L'éducation de l'oubli d'Angelo Rinaldi

Unknown

 

« L'éducation de l'oubli » est chronologiquement le troisième roman d'Angelo Rinaldi. Il paraît en 1974 aux éditions Denoel.

José, le narrateur, vient d'avoir trente ans. Il est le fils d'un père officier qui fut fusillé à la Libération pour collaboration et d'une mère qui, à la même époque, fut tondue. Après avoir passé son enfance en Corse, au bon soin d'une nourrice, il est ensuite élevé à Paris par sa grand mère, nostalgique du Maréchal, puis à la mort de cette dernière par sa grand tante, fraichement débarquée d'Egypte après le coup de Suez, qui ne tarde pas à se débarrasser de l'adolescent. Vivotantt de petits boulots sur lesquels il ne s'attarde pas, le garçon fréquente le cours Simon. Il va bientôt grossir la cohorte des acteurs de troisième zone qui cachetonnent pour subsister misérablement. Page 59, une phrase lapidaire résume bien l'état d'esprit de José et en général des héros de Rinaldi: << Mon malaise venait peut être du fait que j'étais un raté qui pensait au dessus de son intelligence.>>.

Le lecteur apprend tout cela graduellement, des réminiscences du dit José, qui est, quand commence le livre, le souffre douleur d'Edwarda et de sa cour. Tout cet aréopage réside dans une luxueuse villa à Saint-Paul de Vence. Edwarda (un bien mauvais nom pour un personnage, on pense à un homme maladroitement féminisé, ce qui n'est pas le cas) est une femme riche et de grande influence dans les milieux artistiques. Elle goberge un petit monde de serviles laudateurs. José accepte toutes les avanies de sa part car il espère qu'elle fera pression sur un de ses amis éditeurs pour qu'il édite le manuscrit de son premier roman. Le jeune homme, lassé de ses petits rôles sans gloire, espère que la littérature sera son salut.

Ayant tout son soul de vexations José prend la fuite et sur un coup de tête décide de tenter de retrouver dans l'ile de son enfance, sa mère qu'il n'a pas revu depuis vingt ans. Dans sa deuxième partie le roman, progressivement, se transforme en une quête oedipienne.
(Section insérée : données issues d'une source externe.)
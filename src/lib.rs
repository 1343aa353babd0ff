//! # ytdlp-engine
//!
//! Job orchestration engine for driving yt-dlp through a queue of downloads.
//!
//! ## Design Philosophy
//!
//! ytdlp-engine is designed to be:
//! - **Library-first** - No CLI or UI, purely a Rust crate for embedding
//! - **Event-driven** - Consumers subscribe to events, no polling required
//! - **Strictly serial** - One external process at a time; a shared
//!   destination directory makes concurrent writes unsafe and progress
//!   reporting ambiguous
//! - **Single-writer** - All queue state lives in one coordinator task;
//!   handles send commands and read snapshots
//!
//! ## Quick Start
//!
//! ```no_run
//! use ytdlp_engine::{Config, DownloadEngine, JobSpec};
//!
//! #[tokio::main]
//! async fn main() -> Result<(), Box<dyn std::error::Error>> {
//!     let engine = DownloadEngine::new(Config::default());
//!
//!     // Subscribe to events
//!     let mut events = engine.subscribe();
//!     tokio::spawn(async move {
//!         while let Ok(event) = events.recv().await {
//!             println!("Event: {:?}", event);
//!         }
//!     });
//!
//!     let spec = JobSpec::new("https://example.com/v1", "bestvideo+bestaudio")?;
//!     engine.add_job(spec).await?;
//!     engine.start().await?;
//!
//!     Ok(())
//! }
//! ```

#![warn(missing_docs)]
#![warn(clippy::all)]
#![warn(clippy::unwrap_used)]
#![warn(clippy::expect_used)]

/// Configuration and settings persistence
pub mod config;
/// Job orchestration engine (decomposed into focused submodules)
pub mod engine;
/// Error types
pub mod error;
/// Format selection derivations
pub mod format;
/// Serde model of the tool's metadata listing
pub mod listing;
/// One-shot version and listing probes
pub mod probe;
/// Streaming progress parser
pub mod progress;
/// Process supervision
pub mod supervisor;
/// Core types and events
pub mod types;

// Re-export commonly used types
pub use config::Config;
pub use engine::{DownloadEngine, PlaylistBatch, PlaylistEntry, PlaylistQuality};
pub use error::{Error, JobError, Result};
pub use format::{FormatSelection, StreamChoice, SubtitleChoice};
pub use listing::{FormatDescriptor, Listing};
pub use progress::parse_progress;
pub use supervisor::{ProcessExit, ProcessMessage, ToolProcess};
pub use types::{Event, Job, JobId, JobSpec, JobStatus, Progress, QueueStats};

/// Helper function to run the engine with graceful signal handling.
///
/// Waits for a termination signal and then calls the engine's `shutdown()`
/// method.
///
/// - **Unix:** listens for SIGTERM and SIGINT, with a `ctrl_c` fallback if
///   signal registration fails.
/// - **Windows/other:** listens for Ctrl+C via `tokio::signal::ctrl_c()`.
///
/// # Example
///
/// ```no_run
/// use ytdlp_engine::{Config, DownloadEngine, run_with_shutdown};
///
/// #[tokio::main]
/// async fn main() -> Result<(), Box<dyn std::error::Error>> {
///     let engine = DownloadEngine::new(Config::default());
///     run_with_shutdown(engine).await?;
///     Ok(())
/// }
/// ```
pub async fn run_with_shutdown(engine: DownloadEngine) -> Result<()> {
    wait_for_signal().await;
    engine.shutdown().await
}

#[cfg(unix)]
async fn wait_for_signal() {
    use tokio::signal::unix::{SignalKind, signal};

    // signal registration may fail in restricted environments
    match (signal(SignalKind::terminate()), signal(SignalKind::interrupt())) {
        (Ok(mut sigterm), Ok(mut sigint)) => {
            tokio::select! {
                _ = sigterm.recv() => tracing::info!("Received SIGTERM signal"),
                _ = sigint.recv() => tracing::info!("Received SIGINT signal (Ctrl+C)"),
            }
        }
        _ => {
            tracing::warn!("Could not register signal handlers, using ctrl_c fallback");
            tokio::signal::ctrl_c().await.ok();
        }
    }
}

#[cfg(not(unix))]
async fn wait_for_signal() {
    match tokio::signal::ctrl_c().await {
        Ok(()) => tracing::info!("Received Ctrl+C signal"),
        Err(e) => tracing::error!(error = %e, "Failed to listen for Ctrl+C signal"),
    }
}
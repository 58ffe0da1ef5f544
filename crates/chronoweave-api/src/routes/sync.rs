//! Routes for validation-only synchronization.

use axum::extract::State;
use axum::{Json, Router, routing::post};
use chronoweave_core::world::WorldModel;
use chronoweave_sync::application::manager::SyncResult;
use serde::Deserialize;
use tracing::{info, instrument};

use crate::error::ApiError;
use crate::state::AppState;

/// Request body for POST /api/v1/sync.
#[derive(Debug, Deserialize)]
pub struct SyncRequest {
    /// The World Model to validate.
    pub world: WorldModel,
}

/// POST /api/v1/sync
#[instrument(skip(state, request))]
async fn synchronize(
    State(state): State<AppState>,
    Json(request): Json<SyncRequest>,
) -> Result<Json<SyncResult>, ApiError> {
    info!("handling synchronize request");

    let result = state.manager.synchronize_all_systems(request.world);

    if result.is_rejected() {
        return Err(result.into());
    }
    Ok(Json(result))
}

/// Returns the router for synchronization.
pub fn router() -> Router<AppState> {
    Router::new().route("/api/v1/sync", post(synchronize))
}
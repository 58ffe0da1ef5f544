//! Chronoweave Temporal Engine.
//!
//! Responsible for arming loop mechanics, rolling the world back to a
//! checkpoint, deciding which memories survive a rollback, escalating the
//! protagonist's awareness, and accumulating the psychological effects that
//! persist across every loop.

pub mod application;
pub mod domain;
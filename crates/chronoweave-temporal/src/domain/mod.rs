//! Loop phases and the pure rollback rules.

pub mod phase;
pub mod retention;
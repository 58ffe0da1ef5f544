//! Clock abstraction; stamps turn journal events.

use chrono::{DateTime, Utc};

/// Source of wall-clock time for journal metadata.
pub trait Clock: Send + Sync {
    /// Returns the current time.
    fn now(&self) -> DateTime<Utc>;
}

/// Production clock that delegates to the system clock.
#[derive(Debug, Clone, Copy)]
pub struct SystemClock;

impl Clock for SystemClock {
    fn now(&self) -> DateTime<Utc> {
        Utc::now()
    }
}
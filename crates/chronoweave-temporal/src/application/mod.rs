//! Loop lifecycle operations over the World Model.

pub mod loop_handlers;
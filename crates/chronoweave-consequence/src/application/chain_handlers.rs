//! Chain lifecycle handlers.
//!
//! `create_chain` schedules a root chain, `mature_chains` manifests due
//! chains and branches them, and `narrate_maturation` asks the content
//! generator to describe what manifested. Branching is synchronous and takes
//! the RNG; narration is the only part that awaits.

use std::time::Duration;

use chronoweave_core::config::ConsequenceConfig;
use chronoweave_core::event::{TurnEventKind, TurnJournal};
use chronoweave_core::generation::{
    CHAIN_MANIFESTATION, ContentGenerator, Generated, generate_text_or_fallback,
};
use chronoweave_core::rng::DeterministicRng;
use chronoweave_core::roster::Roster;
use chronoweave_core::world::{ConsequenceChain, RelationshipEvent, TurnId, WorldModel};
use tracing::{debug, info, instrument};
use uuid::Uuid;

use crate::domain::branching::{
    child_magnitude, count_children, delay_for_level, magnitude_for, scaled_delta,
};
use crate::domain::choice::TriggeringChoice;

/// What happened when due chains matured.
#[derive(Debug, Clone, Default, PartialEq)]
pub struct MaturationReport {
    /// Chains that manifested this turn, as they are after deactivation.
    pub matured: Vec<ConsequenceChain>,
    /// Children spawned by those chains.
    pub spawned: Vec<ConsequenceChain>,
    /// Relationship shifts for the Relationship Engine to consume.
    pub relationship_events: Vec<RelationshipEvent>,
}

impl MaturationReport {
    /// Returns `true` if nothing matured.
    #[must_use]
    pub fn is_empty(&self) -> bool {
        self.matured.is_empty()
    }
}

/// Schedules a root chain for `choice` and adds it to the world.
///
/// Magnitude is a deterministic function of the choice's risk and moral
/// weight; the chain manifests `delay_for_level(0)` turns after
/// `current_turn`, saturating at `TurnId::MAX`.
pub fn create_chain(
    origin_description: &str,
    choice: &TriggeringChoice,
    world: &mut WorldModel,
    current_turn: TurnId,
    config: &ConsequenceConfig,
    journal: &mut TurnJournal,
) -> ConsequenceChain {
    let magnitude = magnitude_for(choice.risk, choice.moral_weight, config);
    let chain = ConsequenceChain {
        id: Uuid::new_v4(),
        origin_description: origin_description.to_owned(),
        chain_level: 0,
        magnitude,
        affected_thread_ids: choice.affected_thread_ids.clone(),
        affected_actor_ids: choice.affected_actor_ids.clone(),
        relationship_delta: choice.relationship_delta,
        parent_id: None,
        is_active: true,
        created_at_turn: current_turn,
        manifest_at_turn: current_turn.saturating_add(delay_for_level(0, config)),
    };

    info!(
        chain_id = %chain.id,
        magnitude,
        manifest_at_turn = chain.manifest_at_turn,
        "consequence chain scheduled"
    );
    journal.record(TurnEventKind::ChainCreated {
        chain_id: chain.id,
        magnitude,
        manifest_at_turn: chain.manifest_at_turn,
    });

    world.consequence_chains.push(chain.clone());
    chain
}

/// Matures every active chain due at `current_turn`.
///
/// Each due chain is marked inactive and may spawn children one level
/// deeper with decayed magnitude. Chains at the depth cap never branch.
/// Children are added after all due chains are processed, so a child never
/// matures in the call that spawned it.
pub fn mature_chains(
    current_turn: TurnId,
    world: &mut WorldModel,
    rng: &mut dyn DeterministicRng,
    config: &ConsequenceConfig,
    journal: &mut TurnJournal,
) -> MaturationReport {
    let mut report = MaturationReport::default();

    for chain in &mut world.consequence_chains {
        if !chain.is_due(current_turn) {
            continue;
        }
        chain.is_active = false;

        let children = count_children(chain.magnitude, chain.chain_level, config, rng);
        let mut child_ids = Vec::new();
        for _ in 0..children {
            let child = spawn_child(chain, current_turn, config);
            child_ids.push(child.id);
            report.spawned.push(child);
        }

        for actor_id in &chain.affected_actor_ids {
            let delta = scaled_delta(chain.relationship_delta, chain.magnitude);
            if delta != 0 {
                report.relationship_events.push(RelationshipEvent {
                    actor_id: *actor_id,
                    delta,
                    reason: chain.origin_description.clone(),
                });
            }
        }

        debug!(
            chain_id = %chain.id,
            chain_level = chain.chain_level,
            children,
            "consequence chain matured"
        );
        journal.record(TurnEventKind::ChainMatured {
            chain_id: chain.id,
            child_ids,
        });
        report.matured.push(chain.clone());
    }

    if !report.is_empty() {
        info!(
            turn = current_turn,
            matured = report.matured.len(),
            spawned = report.spawned.len(),
            "consequence chains matured"
        );
    }
    world
        .consequence_chains
        .extend(report.spawned.iter().cloned());
    report
}

fn spawn_child(
    parent: &ConsequenceChain,
    current_turn: TurnId,
    config: &ConsequenceConfig,
) -> ConsequenceChain {
    let chain_level = parent.chain_level + 1;
    ConsequenceChain {
        id: Uuid::new_v4(),
        origin_description: parent.origin_description.clone(),
        chain_level,
        magnitude: child_magnitude(parent.magnitude, config),
        affected_thread_ids: parent.affected_thread_ids.clone(),
        affected_actor_ids: parent.affected_actor_ids.clone(),
        relationship_delta: parent.relationship_delta,
        parent_id: Some(parent.id),
        is_active: true,
        created_at_turn: current_turn,
        manifest_at_turn: current_turn.saturating_add(delay_for_level(chain_level, config)),
    }
}

/// Describes each matured chain through the content generator, falling
/// back to a fixed sentence per chain. Affected threads are named by their
/// roster description, or by id when the roster does not know them.
#[instrument(skip_all, fields(matured = report.matured.len()))]
pub async fn narrate_maturation(
    report: &MaturationReport,
    threads: &dyn Roster,
    generator: &dyn ContentGenerator,
    timeout: Duration,
) -> Vec<Generated> {
    let mut narrations = Vec::with_capacity(report.matured.len());
    for chain in &report.matured {
        let thread_names: Vec<String> = chain
            .affected_thread_ids
            .iter()
            .map(|&id| threads.describe(id).unwrap_or_else(|| id.to_string()))
            .collect();
        let context = format!(
            "A consequence manifests.\norigin: {}\nchain_level: {}\nmagnitude: {:.2}\nthreads: {}",
            chain.origin_description,
            chain.chain_level,
            chain.magnitude,
            thread_names.join("; ")
        );
        let fallback = format!("{} comes to pass.", chain.origin_description);
        narrations.push(
            generate_text_or_fallback(generator, &context, &CHAIN_MANIFESTATION, timeout, fallback)
                .await,
        );
    }
    narrations
}
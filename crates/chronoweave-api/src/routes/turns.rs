//! Routes for turn processing.

use axum::extract::State;
use axum::{Json, Router, routing::post};
use chronoweave_core::world::{TurnId, WorldModel};
use chronoweave_sync::application::manager::SyncResult;
use chronoweave_sync::domain::action::PlayerAction;
use serde::Deserialize;
use tracing::{info, instrument};

use crate::error::ApiError;
use crate::state::AppState;

/// Request body for POST /api/v1/turns.
#[derive(Debug, Deserialize)]
pub struct TurnRequest {
    /// The turn being played.
    pub turn_id: TurnId,
    /// What the player did. Defaults to an empty action.
    #[serde(default)]
    pub action: PlayerAction,
    /// The caller's World Model. Defaults to an empty world.
    #[serde(default)]
    pub world: WorldModel,
}

/// POST /api/v1/turns
#[instrument(skip(state, request), fields(turn_id = request.turn_id))]
async fn process_turn(
    State(state): State<AppState>,
    Json(request): Json<TurnRequest>,
) -> Result<Json<SyncResult>, ApiError> {
    info!("handling process_turn request");

    let result = state
        .manager
        .process_turn(&request.action, request.world, request.turn_id)
        .await;

    if result.is_rejected() {
        return Err(result.into());
    }
    Ok(Json(result))
}

/// Returns the router for turn processing.
pub fn router() -> Router<AppState> {
    Router::new().route("/api/v1/turns", post(process_turn))
}
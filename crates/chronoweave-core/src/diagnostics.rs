//! Turn diagnostics: warnings and the serializable error report.

use serde::{Deserialize, Serialize};
use uuid::Uuid;

use crate::error::HardError;

/// Which roster a dangling reference was checked against.
#[derive(Debug, Clone, Copy, PartialEq, Eq, Serialize, Deserialize)]
#[serde(rename_all = "snake_case")]
pub enum ReferenceKind {
    /// The NPC roster.
    Actor,
    /// The narrative-thread roster.
    Thread,
}

/// A recoverable problem recorded in a turn's report. Warnings never block
/// play.
#[derive(Debug, Clone, PartialEq, Serialize, Deserialize)]
#[serde(tag = "kind", rename_all = "snake_case")]
pub enum Warning {
    /// An id does not resolve in its roster.
    DanglingReference {
        /// The chain, web or tension holding the reference.
        owner_id: Uuid,
        /// Roster the id was looked up in.
        reference: ReferenceKind,
        /// The unresolved id.
        missing_id: Uuid,
    },
    /// A bounded field was out of range and has been clamped.
    ValueClamped {
        /// The structure holding the field, if it has an id.
        owner_id: Option<Uuid>,
        /// Field name.
        field: String,
        /// Value before clamping.
        original: f64,
        /// Value after clamping.
        clamped: f64,
    },
    /// A web or tension has a member count outside its soft bounds.
    CompositionDrift {
        /// The drifting web or tension.
        owner_id: Uuid,
        /// What is wrong.
        detail: String,
    },
    /// The content generator failed and deterministic text was used.
    GenerationFallback {
        /// The output shape that was requested.
        shape: String,
        /// Why generation failed.
        reason: String,
    },
    /// The loop predicate fired while loop mechanics were dormant.
    LoopTriggerIgnored {
        /// The predicate's reason.
        reason: String,
    },
    /// A loop fired without a checkpoint; reset-scope state was kept.
    MissingCheckpoint,
}

/// Serializable form of a [`HardError`] for turn reports.
#[derive(Debug, Clone, PartialEq, Eq, Serialize, Deserialize)]
pub struct ErrorReport {
    /// Machine-readable error code.
    pub code: String,
    /// Human-readable message.
    pub message: String,
}

impl From<&HardError> for ErrorReport {
    fn from(err: &HardError) -> Self {
        Self {
            code: err.code().to_owned(),
            message: err.to_string(),
        }
    }
}
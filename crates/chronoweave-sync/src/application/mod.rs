//! The turn pipeline.

pub mod manager;
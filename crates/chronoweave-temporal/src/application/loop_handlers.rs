//! Loop lifecycle handlers.
//!
//! `initialize_loop` arms loop mechanics once per session. `trigger_loop`
//! performs a rollback: it advances the counters, filters memories,
//! escalates awareness, spends stability, scars the protagonist and finally
//! re-applies the checkpoint the caller hands in. The engine never captures
//! or stores checkpoints itself.

use std::time::Duration;

use chronoweave_core::config::TemporalConfig;
use chronoweave_core::error::HardError;
use chronoweave_core::event::{TurnEventKind, TurnJournal};
use chronoweave_core::generation::{
    ContentGenerator, Generated, PSYCHOLOGICAL_MANIFESTATION, generate_text_or_fallback,
};
use chronoweave_core::world::{
    EffectType, LoopCheckpoint, MemoryEntry, MemoryType, ProtagonistAwareness,
    PsychologicalEffect, TemporalState, TurnId, WorldModel, LEVEL_MAX, clamp_level,
};
use tracing::{debug, info, instrument};
use uuid::Uuid;

use crate::domain::phase::{TemporalPhase, phase};
use crate::domain::retention::{
    advance_awareness, apply_checkpoint, effect_type_for, intensity_gain, select_memories,
};

/// What a rollback did.
#[derive(Debug, Clone, PartialEq, Eq)]
pub struct LoopOutcome {
    /// Iteration after the rollback.
    pub iteration: u32,
    /// Completed rollbacks, this one included.
    pub total_loops: u32,
    /// Awareness after the rollback.
    pub awareness: ProtagonistAwareness,
    /// Stability after the rollback.
    pub stability: i32,
    /// Memories that survived.
    pub memories_kept: usize,
    /// Memories that were lost.
    pub memories_discarded: usize,
    /// The effect that was created or deepened.
    pub effect_id: Uuid,
    /// Its type.
    pub effect_type: EffectType,
    /// How the effect showed itself this loop.
    pub manifestation: Generated,
    /// Turn play resumes on, if a checkpoint was applied.
    pub resume_turn: Option<TurnId>,
}

impl LoopOutcome {
    /// Returns `true` if reset-scope state was rolled back.
    #[must_use]
    pub fn checkpoint_applied(&self) -> bool {
        self.resume_turn.is_some()
    }
}

/// Arms loop mechanics. Stability starts full.
///
/// A state that exists but was disarmed keeps its counters and awareness.
///
/// # Errors
///
/// Returns `HardError::AlreadyActive` if loop mechanics are already armed.
/// The world is unchanged on error.
pub fn initialize_loop(
    trigger_event: &str,
    world: &mut WorldModel,
    journal: &mut TurnJournal,
) -> Result<TemporalState, HardError> {
    if phase(world) != TemporalPhase::Dormant {
        return Err(HardError::AlreadyActive);
    }

    let state = world.temporal_state.get_or_insert_with(|| TemporalState {
        current_iteration: 0,
        total_loops: 0,
        protagonist_awareness: ProtagonistAwareness::Unaware,
        temporal_stability_level: LEVEL_MAX,
        loop_mechanics_active: false,
        activation_trigger: String::new(),
    });
    state.loop_mechanics_active = true;
    trigger_event.clone_into(&mut state.activation_trigger);

    info!(trigger = trigger_event, "loop mechanics armed");
    journal.record(TurnEventKind::LoopInitialized {
        trigger: trigger_event.to_owned(),
    });
    Ok(state.clone())
}

/// Rolls the world back.
///
/// Effects apply in a fixed order: counters, memory selection plus a
/// loop-echo memory, awareness, stability, the psychological effect, and
/// last the checkpoint. With `preserve_memories` false every memory is
/// lost. Without a checkpoint the reset-scope state is left as it is and
/// `resume_turn` is `None`.
///
/// # Errors
///
/// Returns `HardError::LoopNotActive` if loop mechanics are dormant. The
/// world is unchanged on error.
#[allow(clippy::too_many_arguments)]
#[instrument(skip(world, checkpoint, generator, config, journal))]
pub async fn trigger_loop(
    reason: &str,
    world: &mut WorldModel,
    checkpoint: Option<LoopCheckpoint>,
    preserve_memories: bool,
    generator: &dyn ContentGenerator,
    config: &TemporalConfig,
    timeout: Duration,
    journal: &mut TurnJournal,
) -> Result<LoopOutcome, HardError> {
    let Some(mut state) = world
        .temporal_state
        .clone()
        .filter(|s| s.loop_mechanics_active)
    else {
        return Err(HardError::LoopNotActive);
    };
    debug!(phase = ?TemporalPhase::Looping, "rollback started");

    state.total_loops = state.total_loops.saturating_add(1);
    state.current_iteration = state.current_iteration.saturating_add(1);

    let memories = if preserve_memories {
        world.retained_memories.clone()
    } else {
        Vec::new()
    };
    let discarded_up_front = world.retained_memories.len() - memories.len();
    let selection = select_memories(memories, config.retention_threshold, config.retention_decay);
    let memories_kept = selection.kept.len();
    let memories_discarded = selection.discarded + discarded_up_front;
    let mut retained = selection.kept;
    retained.push(MemoryEntry {
        memory_type: MemoryType::LoopEcho,
        content: reason.to_owned(),
        retention_strength: clamp_level(config.loop_echo_strength),
        turn_id: journal.turn_id(),
    });

    state.protagonist_awareness = advance_awareness(
        state.protagonist_awareness,
        state.total_loops,
        &config.awareness_thresholds,
    );
    state.temporal_stability_level = clamp_level(
        state
            .temporal_stability_level
            .saturating_sub(config.stability_cost.max(0)),
    );

    let effect_type = effect_type_for(
        state.protagonist_awareness,
        &retained,
        config.attachment_memory_strength,
    );
    let gain = intensity_gain(state.total_loops, config.intensity_per_loop);
    let context = format!(
        "The protagonist relives the loop.\nreason: {reason}\nloop: {}\nawareness: {:?}\nstability: {}\neffect: {effect_type:?}\nremembered: {}",
        state.total_loops,
        state.protagonist_awareness,
        state.temporal_stability_level,
        retained
            .iter()
            .map(|m| m.content.as_str())
            .collect::<Vec<_>>()
            .join("; ")
    );
    let fallback = fallback_manifestation(effect_type, state.total_loops, reason);
    let manifestation = generate_text_or_fallback(
        generator,
        &context,
        &PSYCHOLOGICAL_MANIFESTATION,
        timeout,
        fallback,
    )
    .await;

    let effect_id = match world
        .psychological_effects
        .iter_mut()
        .find(|e| e.effect_type == effect_type)
    {
        Some(effect) => {
            effect.intensity = clamp_level(effect.intensity.saturating_add(gain));
            effect.manifestations.push(manifestation.text.clone());
            effect.id
        }
        None => {
            let effect = PsychologicalEffect {
                id: Uuid::new_v4(),
                effect_type,
                intensity: gain,
                manifestations: vec![manifestation.text.clone()],
            };
            let id = effect.id;
            world.psychological_effects.push(effect);
            id
        }
    };

    world.retained_memories = retained;
    let outcome = LoopOutcome {
        iteration: state.current_iteration,
        total_loops: state.total_loops,
        awareness: state.protagonist_awareness,
        stability: state.temporal_stability_level,
        memories_kept,
        memories_discarded,
        effect_id,
        effect_type,
        manifestation,
        resume_turn: checkpoint.as_ref().map(|c| c.captured_at_turn),
    };
    world.temporal_state = Some(state);
    if let Some(checkpoint) = checkpoint {
        *world = apply_checkpoint(std::mem::take(world), checkpoint);
    }

    info!(
        total_loops = outcome.total_loops,
        awareness = ?outcome.awareness,
        stability = outcome.stability,
        memories_kept,
        memories_discarded,
        "loop triggered"
    );
    journal.record(TurnEventKind::LoopTriggered {
        reason: reason.to_owned(),
        iteration: outcome.iteration,
        awareness: outcome.awareness,
        memories_kept,
        memories_discarded,
    });
    Ok(outcome)
}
Lors de sa parution, Dominique Fernandez a signé dans l'Express où peu de temps après Angelo Rinaldi deviendra une des plumes vedettes, une critique dans laquelle « L'éducation de l'oubli » est entièrement lu, à la lumière du mythe Oedipien.

A propos du narrateur chez Rinaldi, laissons la parole à Jacques Brenner qui, s'il est un malencontreux diariste, est en revanche un des meilleurs connaisseurs de la littérature française de la deuxième moitié du XX ème siècle (pour ceux que le sujet intéresse son « Histoire de la littérature française de 1940 à nos jours, c'est à dire 1978, date de parution du volume, est indispensable. La citation qui suit en est extrait.): <<Rinaldi a besoin d'un narrateur comme premier personnage de ses romans. Ce narrateur est différent dans chaque livre et son âge même varie: la cinquantaine dans « La Maison des Atlantes », la trentaine dans « L'éducation de l'oubli », mais ils éprouvent tous le même besoin de regarder en arrière – besoin qui fut fatal à la femme de Loth et qui caractérise les natures d'artiste. Leurs plongées dans les souvenirs ne respectent pas la chronologie: elles se présentent comme les vagabondages d'une mémoire jamais en repos.>>.

  

Le personnages d'Edwarda ainsi que les fantômes qu'évoquent ses affidés empruntent beaucoup à la faune de la « café society » ( sur cette micro société de nantis, il faut lire et admirer l'album « Café society » de Thierry Coudert, édité par Flammarion) qui se mourrait et sera remplacée par la jet set, tout aussi futile mais plus vulgaire... En cette année 1971 cette société informelle jetait ses derniers feux. Le présent du roman est exactement daté puisque José précise que ce séjour à Saint Paul se déroule l'été de la démolition de l'hôtel Rhul. On peut penser qu'Edwarda doit beaucoup à Marie-Laure de Noailles et sans doute aussi un peu à Florence Gould et peut être à travers les ans, elle est morte en 1928, à Madeleine Lemaire (l'un des modèles de madame Verdurin), ce qui serait un clin d'oeil proustien supplémentaire...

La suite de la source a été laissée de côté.